Dr Darville said The Bahamas has reached the point where it is clear that those strongly interested in getting the vaccine have gotten it already. Some people, he said, are on the fence while others are strongly opposed and will not get vaccinated.
“That’s what every country is facing,” he said. “With the social mobilisation we are going for those individuals who are on the fence and what the country will see is new innovative ways to get people to come forward. We believe that by partnering with the private sector to give away gift certificates and going into a situation where we could have draws.
“One of the ways you target the groups is by offering incentives where they come to the centre, they get vaccinated and they get a gift certificate. Maybe a phone card, maybe food or it may be something else. And then combine with that we’re planning to offer the ability for their name to go into a pool and then there is a drawdown where you determine who is the winner. This is very important and has proven to be very effective in other parts of the world.”
For his part, Dr Minnis insisted officials have not heeded his warnings about the implications of the slowing vaccination rate and did not have contingency plans in place.
“If we have to discard vaccines it sends a terrible message to the international community, the Americans and others who I’m certain are monitoring our vaccine utilisation and I am certain it would be very difficult moving forward for us to obtain vaccines,” he said.
“When the J&J vaccines were purchased, they were purchased by the African platform in conjunction with CARICOM and we paid a deposit of $45k. The aim was for the vaccine to be utilised, especially in the Family Islands, the prison, detention centre and facilities like that.
“My records would reflect that they were only utilising about 30 per week, which meant that if you did the calculation they were doing about 4.2 J&J vaccines per day. Just reviewing that would inform them that they would run into serious problems.”
Davis administration officials say they met great reluctance to the J&J vaccine when they entered office, saying people preferred to get the Pfizer shots.

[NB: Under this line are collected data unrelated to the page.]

//! Value types shared by the ScutoidOS crates.
//!
//! Everything here is plain data: color attributes, frame-buffer cells,
//! scancodes and the error type used by construction and validation APIs.

#![cfg_attr(not(test), no_std)]
#![warn(missing_docs)]

pub mod cell;
pub mod color;
pub mod error;
pub mod scancode;

pub use cell::Cell;
pub use color::{Attribute, Color};
pub use error::ConsoleError;
pub use scancode::{Scancode, ScancodeFlags};
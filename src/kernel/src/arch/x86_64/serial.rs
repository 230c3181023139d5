//! Serial port driver for x86_64.
//!
//! Provides serial output via COM1 (0x3F8) and the kernel's `log` backend.

use core::fmt::{self, Write};
use log::{LevelFilter, Log, Metadata, Record};
use spin::Mutex;
use uart_16550::SerialPort;

/// COM1 I/O port address.
const COM1_PORT: u16 = 0x3F8;

/// Global serial port instance, lazily initialized.
///
/// Uses a spinlock for safe concurrent access from multiple contexts.
pub static SERIAL: spin::Once<Mutex<SerialPort>> = spin::Once::new();

static LOGGER: SerialLogger = SerialLogger;

/// Initializes the global serial port and returns it.
///
/// Repeated calls return the port set up by the first one.
pub fn init() -> &'static Mutex<SerialPort> {
    SERIAL.call_once(|| {
        // SAFETY: COM1_PORT (0x3F8) is a well-known x86 serial port address.
        // We're running in kernel mode with full I/O port access.
        // The uart_16550 crate handles the port initialization sequence correctly.
        let mut serial = unsafe { SerialPort::new(COM1_PORT) };
        serial.init();
        Mutex::new(serial)
    })
}

/// Installs [`SerialLogger`] as the `log` backend.
///
/// Later calls leave the first logger in place.
pub fn init_logger(level: LevelFilter) {
    init();
    if log::set_logger(&LOGGER).is_ok() {
        log::set_max_level(level);
    }
}

/// Prints to the serial port without a newline.
#[macro_export]
macro_rules! serial_print {
    ($($arg:tt)*) => {
        $crate::arch::x86_64::serial::_print(format_args!($($arg)*))
    };
}

/// Prints to the serial port with a newline.
#[macro_export]
macro_rules! serial_println {
    () => ($crate::serial_print!("\n"));
    ($($arg:tt)*) => ($crate::serial_print!("{}\n", format_args!($($arg)*)))
}

/// Internal print function used by macros.
#[doc(hidden)]
pub fn _print(args: fmt::Arguments) {
    // Keep the keyboard interrupt from landing while the lock is held.
    x86_64::instructions::interrupts::without_interrupts(|| {
        let _ = init().lock().write_fmt(args);
    });
}

/// `log` backend writing `[LEVEL] target: message` lines to COM1.
pub struct SerialLogger;

impl Log for SerialLogger {
    fn enabled(&self, metadata: &Metadata) -> bool {
        metadata.level() <= log::max_level()
    }

    fn log(&self, record: &Record) {
        if self.enabled(record.metadata()) {
            _print(format_args!(
                "[{:<5}] {}: {}\n",
                record.level(),
                record.target(),
                record.args()
            ));
        }
    }

    fn flush(&self) {}
}
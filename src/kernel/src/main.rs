//! ScutoidOS Kernel Entry Point
//!
//! Boots straight into the command shell on the VGA text console. Only
//! meaningful on the bare-metal x86_64 target; host builds get a stub.

#![cfg_attr(target_os = "none", no_std)]
#![cfg_attr(target_os = "none", no_main)]

#[cfg(target_os = "none")]
mod kernel {
    use bootloader::{entry_point, BootInfo};
    use core::panic::PanicInfo;
    use scutoid_common::color::DEFAULT_ATTRIBUTE;
    use scutoid_common::{Attribute, Color};
    use scutoid_hal::{Console, Processor};
    use scutoid_kernel::arch::x86_64::{self, interrupts::KEYBOARD_RING, VgaFrame, X86Cpu, X86Ports};
    use scutoid_kernel::console::{TextConsole, VgaCursor};
    use scutoid_kernel::driver::Driver;
    use scutoid_kernel::keyboard::KeyboardChannel;
    use scutoid_kernel::terminal::{CommandShell, MemoryLayout};
    use scutoid_kernel::{boot, serial_println};

    entry_point!(kernel_main);

    /// Kernel entry point.
    ///
    /// Called by the bootloader after setting up the initial environment.
    fn kernel_main(_boot_info: &'static BootInfo) -> ! {
        scutoid_kernel::init();
        log::info!("serial log ready, interrupts enabled");

        scutoid_kernel::tests::run_all();

        // SAFETY: this is the only frame-buffer view outside the panic path.
        let frame = unsafe { VgaFrame::new() };
        let layout = MemoryLayout {
            kernel: kernel_main as usize,
            frame_buffer: frame.addr(),
            keyboard_ring: KEYBOARD_RING.addr(),
        };
        let mut console = TextConsole::new(frame, VgaCursor::new(X86Ports))
            .expect("VGA geometry fits the cursor register");
        let cpu = X86Cpu;

        boot::print_banner(&mut console, &layout, cpu.stack_pointer());
        log::info!("boot complete");

        // SAFETY: the driver below is the only consumer of the ring.
        let channel = unsafe { KeyboardChannel::attach(&KEYBOARD_RING) };
        Driver::new(channel, console, CommandShell::new(layout), cpu).run()
    }

    /// Panic handler.
    ///
    /// Called when the kernel encounters an unrecoverable error.
    #[panic_handler]
    fn panic(info: &PanicInfo) -> ! {
        serial_println!("KERNEL PANIC: {}", info);

        // SAFETY: the driver's console is never used again after a panic.
        let frame = unsafe { VgaFrame::new() };
        if let Ok(mut console) = TextConsole::new(frame, VgaCursor::new(X86Ports)) {
            console.set_color(Attribute::new(Color::LightRed, Color::Black));
            console.write_str("\n\n!!! KERNEL PANIC !!!\n");
            console.set_color(DEFAULT_ATTRIBUTE);
            writeln!(console, "{}", info);
        }

        x86_64::halt_loop()
    }
}

#[cfg(not(target_os = "none"))]
fn main() {
    eprintln!("scutoid-kernel runs on bare-metal x86_64; build it with `cargo bootimage`");
}
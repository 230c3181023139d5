//! Keyboard input: the shared scancode ring and the scancode translator.
//!
//! The keyboard interrupt handler is the producer and the driver loop is the
//! consumer. Each side gets its own handle type so that every index of the
//! ring has exactly one writer.

pub mod ring;
pub mod scancode;

pub use ring::{KeyboardChannel, KeyboardProducer, KeyboardRing, RING_CAPACITY};
pub use scancode::translate;
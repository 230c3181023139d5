//! Test infrastructure for ScutoidOS.
//!
//! Allocation-free stand-ins for the hardware behind the HAL traits, so
//! the console, shell and driver loop can be exercised on the host.
//!
//! # Usage
//!
//! ```rust,ignore
//! use scutoid_kernel::console::TextConsole;
//! use scutoid_kernel::testutil::{CursorLog, MemoryGrid};
//!
//! let console = TextConsole::new(MemoryGrid::<80, 25>::new(), CursorLog::new())?;
//! ```

use scutoid_common::color::DEFAULT_ATTRIBUTE;
use scutoid_common::{Attribute, Cell};
use scutoid_hal::{Console, CursorSync, PortWriter, Processor, TextGrid};

/// A `W`×`H` grid of cells held in memory.
pub struct MemoryGrid<const W: usize, const H: usize> {
    cells: [[Cell; W]; H],
}

impl<const W: usize, const H: usize> MemoryGrid<W, H> {
    /// Creates a grid of default-colored blanks.
    pub fn new() -> Self {
        MemoryGrid {
            cells: [[Cell::blank(DEFAULT_ATTRIBUTE); W]; H],
        }
    }

    /// Glyph bytes of row `y`.
    pub fn row_glyphs(&self, y: usize) -> [u8; W] {
        let mut glyphs = [0; W];
        for (glyph, cell) in glyphs.iter_mut().zip(self.cells[y].iter()) {
            *glyph = cell.glyph;
        }
        glyphs
    }
}

impl<const W: usize, const H: usize> Default for MemoryGrid<W, H> {
    fn default() -> Self {
        Self::new()
    }
}

impl<const W: usize, const H: usize> TextGrid for MemoryGrid<W, H> {
    fn width(&self) -> usize {
        W
    }

    fn height(&self) -> usize {
        H
    }

    fn write_cell(&mut self, x: usize, y: usize, cell: Cell) {
        self.cells[y][x] = cell;
    }

    fn read_cell(&self, x: usize, y: usize) -> Cell {
        self.cells[y][x]
    }
}

/// Remembers cursor syncs.
#[derive(Debug, Default)]
pub struct CursorLog {
    count: usize,
    last: Option<u16>,
}

impl CursorLog {
    /// Creates an empty log.
    pub fn new() -> Self {
        Self::default()
    }

    /// Number of syncs seen.
    pub fn count(&self) -> usize {
        self.count
    }

    /// Most recent offset.
    pub fn last(&self) -> Option<u16> {
        self.last
    }
}

impl CursorSync for CursorLog {
    fn sync(&mut self, offset: u16) {
        self.count += 1;
        self.last = Some(offset);
    }
}

/// Maximum number of port writes a [`PortLog`] keeps.
const PORT_LOG_CAPACITY: usize = 64;

/// Records port writes in order. Writes past the capacity are dropped.
pub struct PortLog {
    writes: [(u16, u8); PORT_LOG_CAPACITY],
    len: usize,
}

impl PortLog {
    /// Creates an empty log.
    pub fn new() -> Self {
        PortLog {
            writes: [(0, 0); PORT_LOG_CAPACITY],
            len: 0,
        }
    }

    /// Recorded `(port, value)` pairs.
    pub fn writes(&self) -> &[(u16, u8)] {
        &self.writes[..self.len]
    }
}

impl Default for PortLog {
    fn default() -> Self {
        Self::new()
    }
}

impl PortWriter for PortLog {
    fn write_byte(&mut self, port: u16, value: u8) {
        if self.len < PORT_LOG_CAPACITY {
            self.writes[self.len] = (port, value);
            self.len += 1;
        }
    }
}

/// A console that records every byte written along with its color.
///
/// Control bytes are recorded, not interpreted. Output past `N` bytes is
/// dropped.
pub struct Transcript<const N: usize> {
    bytes: [u8; N],
    colors: [Attribute; N],
    len: usize,
    color: Attribute,
    clears: usize,
}

impl<const N: usize> Transcript<N> {
    /// Creates an empty transcript in the default color.
    pub fn new() -> Self {
        Transcript {
            bytes: [0; N],
            colors: [DEFAULT_ATTRIBUTE; N],
            len: 0,
            color: DEFAULT_ATTRIBUTE,
            clears: 0,
        }
    }

    /// Everything written so far.
    pub fn output(&self) -> &[u8] {
        &self.bytes[..self.len]
    }

    /// Output as text; empty if it is not UTF-8.
    pub fn text(&self) -> &str {
        core::str::from_utf8(self.output()).unwrap_or("")
    }

    /// Color the byte at `index` was written in.
    pub fn color_at(&self, index: usize) -> Option<Attribute> {
        self.colors[..self.len].get(index).copied()
    }

    /// Number of `clear` calls.
    pub fn clears(&self) -> usize {
        self.clears
    }

    /// Forgets recorded output, keeping the current color.
    pub fn reset(&mut self) {
        self.len = 0;
        self.clears = 0;
    }
}

impl<const N: usize> Default for Transcript<N> {
    fn default() -> Self {
        Self::new()
    }
}

impl<const N: usize> Console for Transcript<N> {
    fn put_char(&mut self, byte: u8) {
        if self.len < N {
            self.bytes[self.len] = byte;
            self.colors[self.len] = self.color;
            self.len += 1;
        }
    }

    fn clear(&mut self) {
        self.clears += 1;
    }

    fn set_color(&mut self, attribute: Attribute) {
        self.color = attribute;
    }

    fn color(&self) -> Attribute {
        self.color
    }
}

/// A processor that never sleeps.
///
/// Counts waits, reports a fixed stack pointer and panics on restart.
#[derive(Debug)]
pub struct ScriptedCpu {
    waits: usize,
    stack_pointer: usize,
}

impl ScriptedCpu {
    /// Creates a processor reporting `stack_pointer`.
    pub fn new(stack_pointer: usize) -> Self {
        ScriptedCpu {
            waits: 0,
            stack_pointer,
        }
    }

    /// Number of `wait_for_event` calls.
    pub fn waits(&self) -> usize {
        self.waits
    }
}

impl Processor for ScriptedCpu {
    fn wait_for_event(&mut self) {
        self.waits += 1;
    }

    fn stack_pointer(&self) -> usize {
        self.stack_pointer
    }

    fn restart(&mut self) -> ! {
        panic!("restart requested");
    }
}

Dr Minnis said: “If they were monitoring this properly, they would’ve made contact with other nations that have J&J, see where their expiration dates are and do an exchange as opposed to throwing away the taxpayers’ money, with us having already paid $45k as deposit and that was only 15 percent deposit, with more outstanding monies to be paid and possibly 20,000 vaccines to be thrown away.
“I think that’s very embarrassing to the government and it sends a terrible message to the international arena that The Bahamas whose vaccination rate is probably about (less than) 50 percent is about to throw away or discard vaccines. I would hope they are in communication with some other territory that utilises J&J and see whether they can do an exchange and subsequently extend the vaccination period.”
Dr Minnis also said he is concerned that the Davis administration is permitting Christmas Carnival activities this season. He said the government would be ill-advised to allow the fair to take place, considering many patrons will be children who are too young to be vaccinated.
“What alarms me as I drive past Clifton Park coming to Parliament, I see that carnival is being set up,” he said. “The government must be very careful in allowing such close contact with Omicron being in the US. It’s only a matter of time before it comes here and it’s still under review, but it appears it is very infectious and young people who will be utilising the carnival facilities, those young people are not vaccinated.
“It’s very ill advised and I don’t know whether the government has consulted the medical fraternity on a decision on the carnival. I think it’s ill-advised, especially noting that countries are locking down and Omicron is moving throughout the world very swiftly.”
Dr Darville, however, said carnival representatives are meeting the Ministry of Health’s protocols and that officials will increase oversight to ensure their rules are followed.
“We’re trying to encourage commerce and it’s a very difficult thing to do,” he said.
Dr Darville said there will be consequences if protocols are not followed.